Please read through the main guide on monitoring first. Monitoring principles and available metrics are mostly relevant when Prometheus and Grafana are used.
Some key topics covered by this guide are
- Prometheus support basics
- Grafana support basics
- Quick Start for local experimentation
- Installation steps for production systems
- Two types of scraping endpoint responses: Aggregated vs. Individual Entity Metrics
Grafana dashboards follow a number of conventions to make the system more observable and anti-patterns easier to spot. Its design decisions are explained in a number of sections:
- RabbitMQ Overview Dashboard
- Health indicators on the Overview dashboard
- Graph colour labelling conventions
- Graph thresholds
- Relevant documentation for each graph (metric)
- Spotting Anti-patterns
- Other available dashboards
- TLS support for Prometheus scraping endpoint
Built-in Prometheus Support
RabbitMQ ships with built-in Prometheus & Grafana support.
Support for Prometheus metric collector ships in the rabbitmq_prometheus
plugin.
The plugin exposes all RabbitMQ metrics on a dedicated TCP port, in Prometheus text format.
These metrics provide deep insights into the state of RabbitMQ nodes and the runtime. They make reasoning about the behaviour of RabbitMQ, applications that use it and various infrastructure elements a lot more informed.
Grafana Support
Collected metrics are not very useful unless they are visualised. Team RabbitMQ provides a prebuilt set of Grafana dashboards that visualise a large number of available RabbitMQ and runtime metrics in context-specific ways.

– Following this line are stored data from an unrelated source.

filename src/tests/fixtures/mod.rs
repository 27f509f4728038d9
pub mod stores;
// Pure decision functions for balance changes.
//
// Responsibilities
// - Reject non-positive amounts before anything is read.
// - Compute the candidate balance from a snapshot and refuse to go below zero.
// - Never perform input or output.

use rust_decimal::Decimal;

use crate::modules::accounts::core::account::{Account, BalanceUpdate};
use crate::modules::accounts::use_cases::change_balance::command::BalanceChange;
use crate::shared::core::primitives::VersionToken;

#[derive(Debug, thiserror::Error, PartialEq, Eq)]
pub enum DecideError {
    #[error("the {kind} amount must be positive, got {amount}")]
    NonPositiveAmount { kind: &'static str, amount: Decimal },

    #[error("insufficient funds: balance {balance}, requested {requested}")]
    InsufficientFunds { balance: Decimal, requested: Decimal },

    #[error("balance overflow")]
    Overflow,

    #[error("the {kind} of {amount} cannot be represented exactly on a balance of {balance}")]
    PrecisionLoss {
        kind: &'static str,
        amount: Decimal,
        balance: Decimal,
    },
}

pub fn validate_change(change: &BalanceChange) -> Result<(), DecideError> {
    if change.amount() <= Decimal::ZERO {
        return Err(DecideError::NonPositiveAmount {
            kind: change.kind(),
            amount: change.amount(),
        });
    }
    Ok(())
}

pub fn decide_balance_change<V: VersionToken>(
    account: &Account<V>,
    change: &BalanceChange,
) -> Result<BalanceUpdate, DecideError> {
    validate_change(change)?;
    let candidate = account
        .balance
        .checked_add(change.signed_amount())
        .ok_or(DecideError::Overflow)?;
    // checked_add rounds once the sum needs more than 28 significant digits
    if candidate - account.balance != change.signed_amount() {
        return Err(DecideError::PrecisionLoss {
            kind: change.kind(),
            amount: change.amount(),
            balance: account.balance,
        });
    }
    if candidate < Decimal::ZERO {
        return Err(DecideError::InsufficientFunds {
            balance: account.balance,
            requested: change.amount(),
        });
    }
    Ok(BalanceUpdate { balance: candidate })
}
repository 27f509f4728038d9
use rust_decimal::Decimal;

/// A single balance movement. Amounts are magnitudes; the sign comes from the variant.
#[derive(Debug, Clone, Copy, PartialEq, Eq)]
pub enum BalanceChange {
    Deposit(Decimal),
    Withdrawal(Decimal),
}

impl BalanceChange {
    pub fn amount(&self) -> Decimal {
        match self {
            Self::Deposit(amount) | Self::Withdrawal(amount) => *amount,
        }
    }

    pub fn signed_amount(&self) -> Decimal {
        match self {
            Self::Deposit(amount) => *amount,
            Self::Withdrawal(amount) => -*amount,
        }
    }

    pub fn kind(&self) -> &'static str {
        match self {
            Self::Deposit(_) => "deposit",
            Self::Withdrawal(_) => "withdrawal",
        }
    }
}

There is a number of dashboards available:
- an overview dashboard
- runtime memory allocators dashboard
- an inter-node communication (Erlang distribution) dashboard
- a Raft metric dashboard
and others. Each is meant to provide an insight into a specific part of the system. When used together, they are able to explain RabbitMQ and application behaviour in detail.
Note that the Grafana dashboards are opinionated and use a number of conventions, for example, to spot system health issues quicker or make cross-graph referencing possible. Like all Grafana dashboards, they are also highly customizable. The conventions they assume are considered to be good practices and are thus recommended.
An Example
When RabbitMQ is integrated with Prometheus and Grafana, this is what the RabbitMQ Overview dashboard looks like:
Quick Start
Before We Start
This section explains how to set up a RabbitMQ cluster with Prometheus and Grafana dashboards, as well as some applications that will produce some activity and meaningful metrics.
With this setup you will be able to interact with RabbitMQ, Prometheus & Grafana running locally. You will also be able to try out different load profiles to see how it all fits together, make sense of the dashboards, panels and so on.
This is merely an example; the rabbitmq_prometheus
plugin and our Grafana dashboards do not require
the use of Docker Compose demonstrated below.
Prerequisites
The instructions below assume a host machine that has a certain set of tools installed:
- A terminal to run the commands
- Git to clone the repository
- Docker Desktop to use Docker Compose locally
- A Web browser to browse the dashboards
Their installation is out of scope of this guide. Use
git version
docker info && docker-compose version
on the command line to verify that the necessary tools are available.